3. Absolute Temperature Criteria

Thermographers may opt for material or design criteria derived from published data, focusing on either the machine's material or design.

Design criteria, encompassing material considerations, are often preferred for reliability monitoring.

Material criteria become particularly relevant when measuring the heating of multiple adjacent components, with the lowest temperature specification serving as the "alarm criteria."

This approach ensures a comprehensive assessment considering both material and design aspects.

4. Profile Assessment Criteria

Profile assessment involves comparing temperature differences and patterns across surfaces.

A precursor to this is a severity assessment, determining absolute and differential temperatures to categorize the machine or component as either "as new" or "failed."

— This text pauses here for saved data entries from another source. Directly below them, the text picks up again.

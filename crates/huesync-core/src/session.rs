// ── Stream session ──
//
// Binds one sync engine to a live entertainment stream. Bridge-side
// streaming is enabled before the encrypted transport opens and disabled
// after it closes. Transport and bridge events are funnelled into one
// driver task so every reaction runs in arrival order.

use std::sync::{Arc, Mutex, MutexGuard, PoisonError, Weak};

use huesync_api::models::{clip_errors, inactive_areas};
use huesync_api::{
    BridgeEvent, BridgeGateway, EntertainmentArea, EventStreamReader, RequestOutcome,
    Subscription, SubscriptionSet,
};
use tokio::sync::{mpsc, watch};
use tokio::task::JoinHandle;
use tokio_util::sync::CancellationToken;
use tracing::{debug, info, warn};

use crate::error::CoreError;
use crate::params::SyncParameters;
use crate::sync::{SyncEngine, SyncMode};
use crate::transport::{DtlsTarget, EncryptedTransport, FrameSink, TransportEvent};

// ── SessionState ─────────────────────────────────────────────────────

/// Session lifecycle, observable by consumers.
#[derive(Debug, Clone, Copy, PartialEq, Eq, strum::Display)]
#[strum(serialize_all = "lowercase")]
pub enum SessionState {
    Idle,
    /// Waiting for the bridge to accept the stream.
    Enabling,
    /// Waiting for the encrypted transport handshake.
    Connecting,
    Streaming,
    /// Waiting for the bridge to confirm the stream stopped.
    Stopping,
}

#[derive(Debug)]
enum Signal {
    Transport(TransportEvent),
    Bridge(BridgeEvent),
    /// Stop finished without a confirmation event from the bridge.
    StreamReset,
}

// ── StreamSession ────────────────────────────────────────────────────

/// Owner of the encrypted transport and the active engine.
///
/// Cheaply cloneable via `Arc<SessionInner>`.
#[derive(Clone)]
pub struct StreamSession {
    inner: Arc<SessionInner>,
}

struct SessionInner {
    gateway: Arc<BridgeGateway>,
    transport: Arc<dyn EncryptedTransport>,
    reader: Option<EventStreamReader>,
    state: watch::Sender<SessionState>,
    active: Mutex<Option<Arc<dyn SyncEngine>>>,
    /// Engine queued by `switch_mode`, started once the bridge confirms
    /// the previous stream stopped.
    pending: Mutex<Option<Arc<dyn SyncEngine>>>,
    transport_subs: Mutex<SubscriptionSet>,
    bridge_sub: Mutex<Option<Subscription>>,
    signal_tx: mpsc::UnboundedSender<Signal>,
    signal_rx: Mutex<Option<mpsc::UnboundedReceiver<Signal>>>,
    driver: Mutex<Option<JoinHandle<()>>>,
    cancel: CancellationToken,
}

impl StreamSession {
    /// Create a session. Pass an event-stream reader to have the session
    /// stop when the bridge reports the area inactive.
    pub fn new(
        gateway: Arc<BridgeGateway>,
        transport: Arc<dyn EncryptedTransport>,
        reader: Option<EventStreamReader>,
    ) -> Self {
        let (state, _) = watch::channel(SessionState::Idle);
        let (signal_tx, signal_rx) = mpsc::unbounded_channel();

        let forward = signal_tx.clone();
        let bridge_sub = gateway.events().subscribe(move |event| {
            if matches!(
                event,
                BridgeEvent::StreamDisabled(_)
                    | BridgeEvent::ConnectionProblem
                    | BridgeEvent::EventStreamData(_)
            ) {
                // Closed channel means the session is gone
                let _ = forward.send(Signal::Bridge(event.clone()));
            }
        });

        Self {
            inner: Arc::new(SessionInner {
                gateway,
                transport,
                reader,
                state,
                active: Mutex::new(None),
                pending: Mutex::new(None),
                transport_subs: Mutex::new(SubscriptionSet::new()),
                bridge_sub: Mutex::new(Some(bridge_sub)),
                signal_tx,
                signal_rx: Mutex::new(Some(signal_rx)),
                driver: Mutex::new(None),
                cancel: CancellationToken::new(),
            }),
        }
    }

    /// Start streaming `engine` on its area.
    ///
    /// Fails with [`CoreError::AlreadyStreaming`] while another stream is
    /// active. The engine begins producing frames once the transport
    /// reports the handshake complete.
    pub async fn start(&self, engine: Arc<dyn SyncEngine>) -> Result<(), CoreError> {
        self.inner.start(engine).await
    }

    /// Stop the active stream, if any.
    pub async fn stop(&self) {
        self.inner.stop().await;
    }

    /// Replace the running engine with `engine`.
    ///
    /// While streaming, the new engine is queued and started once the
    /// bridge confirms the old stream stopped.
    pub async fn switch_mode(&self, engine: Arc<dyn SyncEngine>) -> Result<(), CoreError> {
        let streaming = lock(&self.inner.active).is_some();
        if streaming {
            info!(mode = %engine.mode(), "queueing mode switch");
            *lock(&self.inner.pending) = Some(engine);
            self.inner.stop().await;
            Ok(())
        } else {
            self.inner.start(engine).await
        }
    }

    /// Forward new brightness/intensity to the active engine.
    pub fn set_parameters(&self, params: SyncParameters) {
        if let Some(engine) = lock(&self.inner.active).as_ref() {
            engine.set_parameters(params);
        }
    }

    pub fn state(&self) -> SessionState {
        *self.inner.state.borrow()
    }

    /// Subscribe to state transitions.
    pub fn watch_state(&self) -> watch::Receiver<SessionState> {
        self.inner.state.subscribe()
    }

    pub fn active_area(&self) -> Option<String> {
        lock(&self.inner.active)
            .as_ref()
            .map(|engine| engine.area_id().to_owned())
    }

    pub fn active_mode(&self) -> Option<SyncMode> {
        lock(&self.inner.active).as_ref().map(|engine| engine.mode())
    }

    /// Stop streaming and detach from the gateway. The session cannot be
    /// restarted afterwards.
    pub async fn shutdown(&self) {
        lock(&self.inner.pending).take();
        self.inner.stop().await;
        self.inner.cancel.cancel();
        lock(&self.inner.bridge_sub).take();
        if let Some(handle) = lock(&self.inner.driver).take() {
            handle.abort();
        }
        if let Some(ref reader) = self.inner.reader {
            reader.stop();
        }
        self.inner.state.send_replace(SessionState::Idle);
        debug!("stream session shut down");
    }
}

impl SessionInner {
    fn set_state(&self, state: SessionState) {
        debug!(%state, "session state");
        self.state.send_replace(state);
    }

    fn is_active(&self, engine: &Arc<dyn SyncEngine>) -> bool {
        lock(&self.active)
            .as_ref()
            .is_some_and(|current| same_engine(current, engine))
    }

    fn ensure_driver(self: &Arc<Self>) {
        let Some(rx) = lock(&self.signal_rx).take() else {
            return;
        };
        let handle = tokio::spawn(drive(Arc::downgrade(self), rx, self.cancel.clone()));
        *lock(&self.driver) = Some(handle);
    }

    async fn start(self: &Arc<Self>, engine: Arc<dyn SyncEngine>) -> Result<(), CoreError> {
        if self.cancel.is_cancelled() {
            return Err(CoreError::Internal("session has been shut down".into()));
        }
        let target = DtlsTarget::from_config(&self.gateway.config())?;
        let area_id = engine.area_id().to_owned();
        if engine.core().channels().is_empty() {
            return Err(CoreError::EmptyArea { area_id });
        }

        {
            let mut active = lock(&self.active);
            if let Some(current) = active.as_ref() {
                return Err(CoreError::AlreadyStreaming {
                    area_id: current.area_id().to_owned(),
                });
            }
            *active = Some(Arc::clone(&engine));
        }
        self.ensure_driver();

        info!(area = %area_id, mode = %engine.mode(), "starting stream");
        self.set_state(SessionState::Enabling);

        let outcome = self.gateway.enable_stream(&area_id).await;
        if let Err(e) = enable_result(outcome, self.gateway.config().address()) {
            warn!(area = %area_id, error = %e, "bridge did not enable streaming");
            lock(&self.active).take();
            self.set_state(SessionState::Idle);
            return Err(e);
        }
        if !self.is_active(&engine) {
            debug!(area = %area_id, "stream stopped while enabling");
            return Ok(());
        }

        self.set_state(SessionState::Connecting);
        let forward = self.signal_tx.clone();
        let sub = self.transport.events().subscribe(move |event| {
            let _ = forward.send(Signal::Transport(*event));
        });
        lock(&self.transport_subs).push(sub);

        if let Some(ref reader) = self.reader {
            reader.start();
        }
        debug!(host = %target.host, port = target.port, "opening encrypted transport");
        self.transport.connect_bridge(&target);
        Ok(())
    }

    async fn stop(self: &Arc<Self>) {
        let Some(engine) = lock(&self.active).take() else {
            debug!("no active stream to stop");
            return;
        };
        let area_id = engine.area_id().to_owned();
        info!(area = %area_id, "stopping stream");
        self.set_state(SessionState::Stopping);

        engine.stop();
        self.transport.close_bridge();
        lock(&self.transport_subs).release_all();
        if let Some(ref reader) = self.reader {
            reader.stop();
        }

        let outcome = self.gateway.disable_stream(&area_id).await;
        if !matches!(outcome, RequestOutcome::Completed(Some(_))) {
            debug!(?outcome, "no stream-disabled confirmation, resetting locally");
            let _ = self.signal_tx.send(Signal::StreamReset);
        }
    }

    async fn handle(self: &Arc<Self>, signal: Signal) {
        match signal {
            Signal::Transport(TransportEvent::Connected) => {
                let engine = lock(&self.active).clone();
                if let Some(engine) = engine {
                    info!(
                        area = %engine.area_id(),
                        mode = %engine.mode(),
                        "transport connected, streaming"
                    );
                    self.set_state(SessionState::Streaming);
                    engine.start(FrameSink::new(Arc::clone(&self.transport)));
                }
            }
            Signal::Transport(TransportEvent::Disconnected) => {
                let engine = lock(&self.active).clone();
                if let Some(engine) = engine {
                    warn!(area = %engine.area_id(), "transport disconnected");
                    engine.stop();
                    self.set_state(SessionState::Connecting);
                }
            }
            Signal::Bridge(BridgeEvent::StreamDisabled(_)) | Signal::StreamReset => {
                self.on_stream_disabled().await;
            }
            Signal::Bridge(BridgeEvent::ConnectionProblem) => {
                // A failed enable is unwound by `start` itself. State is read
                // before `active` since `start` clears `active` first.
                let state = *self.state.borrow();
                if matches!(state, SessionState::Idle | SessionState::Enabling) {
                    debug!(%state, "connection problem while not streaming, ignoring");
                    return;
                }
                let streaming = lock(&self.active).is_some();
                if streaming {
                    warn!("bridge connection problem, tearing down stream");
                    self.stop().await;
                }
            }
            Signal::Bridge(BridgeEvent::EventStreamData(payload)) => {
                let active = lock(&self.active).as_ref().map(|e| e.area_id().to_owned());
                let Some(area_id) = active else { return };
                let watching = matches!(
                    *self.state.borrow(),
                    SessionState::Connecting | SessionState::Streaming
                );
                if watching && inactive_areas(&payload).contains(&area_id) {
                    info!(area = %area_id, "bridge reports area inactive, stopping");
                    self.stop().await;
                }
            }
            Signal::Bridge(_) => {}
        }
    }

    async fn on_stream_disabled(self: &Arc<Self>) {
        let restarted = lock(&self.active).is_some();
        if restarted {
            return;
        }
        self.set_state(SessionState::Idle);

        let next = lock(&self.pending).take();
        if let Some(engine) = next {
            info!(mode = %engine.mode(), "starting queued mode");
            if let Err(e) = self.start(engine).await {
                warn!(error = %e, "queued mode failed to start");
            }
        }
    }
}

/// Process session signals in arrival order until the session goes away.
async fn drive(
    session: Weak<SessionInner>,
    mut rx: mpsc::UnboundedReceiver<Signal>,
    cancel: CancellationToken,
) {
    loop {
        let signal = tokio::select! {
            biased;
            () = cancel.cancelled() => break,
            signal = rx.recv() => signal,
        };
        let Some(signal) = signal else { break };
        let Some(inner) = session.upgrade() else { break };
        inner.handle(signal).await;
    }
    debug!("session driver exiting");
}

fn enable_result(outcome: RequestOutcome, address: &str) -> Result<(), CoreError> {
    match outcome {
        RequestOutcome::Completed(Some(payload)) => {
            let errors = clip_errors(&payload);
            if errors.is_empty() {
                Ok(())
            } else {
                Err(CoreError::Rejected {
                    message: errors.join("; "),
                })
            }
        }
        RequestOutcome::Completed(None) => Ok(()),
        RequestOutcome::Dropped => Err(CoreError::Rejected {
            message: "rate limited by the bridge".into(),
        }),
        RequestOutcome::Failed => Err(CoreError::ConnectionFailed {
            address: address.to_owned(),
            reason: "bridge did not accept the stream request".into(),
        }),
        RequestOutcome::Cancelled => Err(CoreError::Internal("gateway shut down".into())),
        RequestOutcome::Skipped => Err(CoreError::Config {
            message: "no bridge address configured".into(),
        }),
    }
}

fn same_engine(a: &Arc<dyn SyncEngine>, b: &Arc<dyn SyncEngine>) -> bool {
    Arc::as_ptr(a).cast::<()>() == Arc::as_ptr(b).cast::<()>()
}

fn lock<T>(mutex: &Mutex<T>) -> MutexGuard<'_, T> {
    mutex.lock().unwrap_or_else(PoisonError::into_inner)
}

// ── Area lookup ──────────────────────────────────────────────────────

/// Find an area by id, or by name ignoring case.
pub fn resolve_area(
    areas: &[EntertainmentArea],
    key: &str,
) -> Result<EntertainmentArea, CoreError> {
    areas
        .iter()
        .find(|area| area.id == key)
        .or_else(|| areas.iter().find(|area| area.name.eq_ignore_ascii_case(key)))
        .cloned()
        .ok_or_else(|| CoreError::AreaNotFound {
            identifier: key.to_owned(),
        })
}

Key areas of focus in a profile assessment include temperature gradients, historical changes, localized differences, and the absolute temperatures or location of abnormalities.

This comprehensive approach illustrates the condition of the machinery, aiding in timely interventions.

Understanding and implementing infrared thermography assessment criteria are vital for effective condition monitoring.

This practical guide empowers practitioners to navigate the intricacies of temperature variations, ensuring a proactive and tailored approach to maintaining critical assets.

The evolution of severity criteria over time becomes a testament to the continuous improvement and precision achievable through this indispensable tool in the realm of preventive maintenance.

Interpreting Infrared Data Correctly

The widespread adoption of infrared thermography in preventive maintenance can be attributed to its user-friendly nature. However, effective interpretation of the data and a thorough understanding of imager capabilities are imperative to avoid common pitfalls.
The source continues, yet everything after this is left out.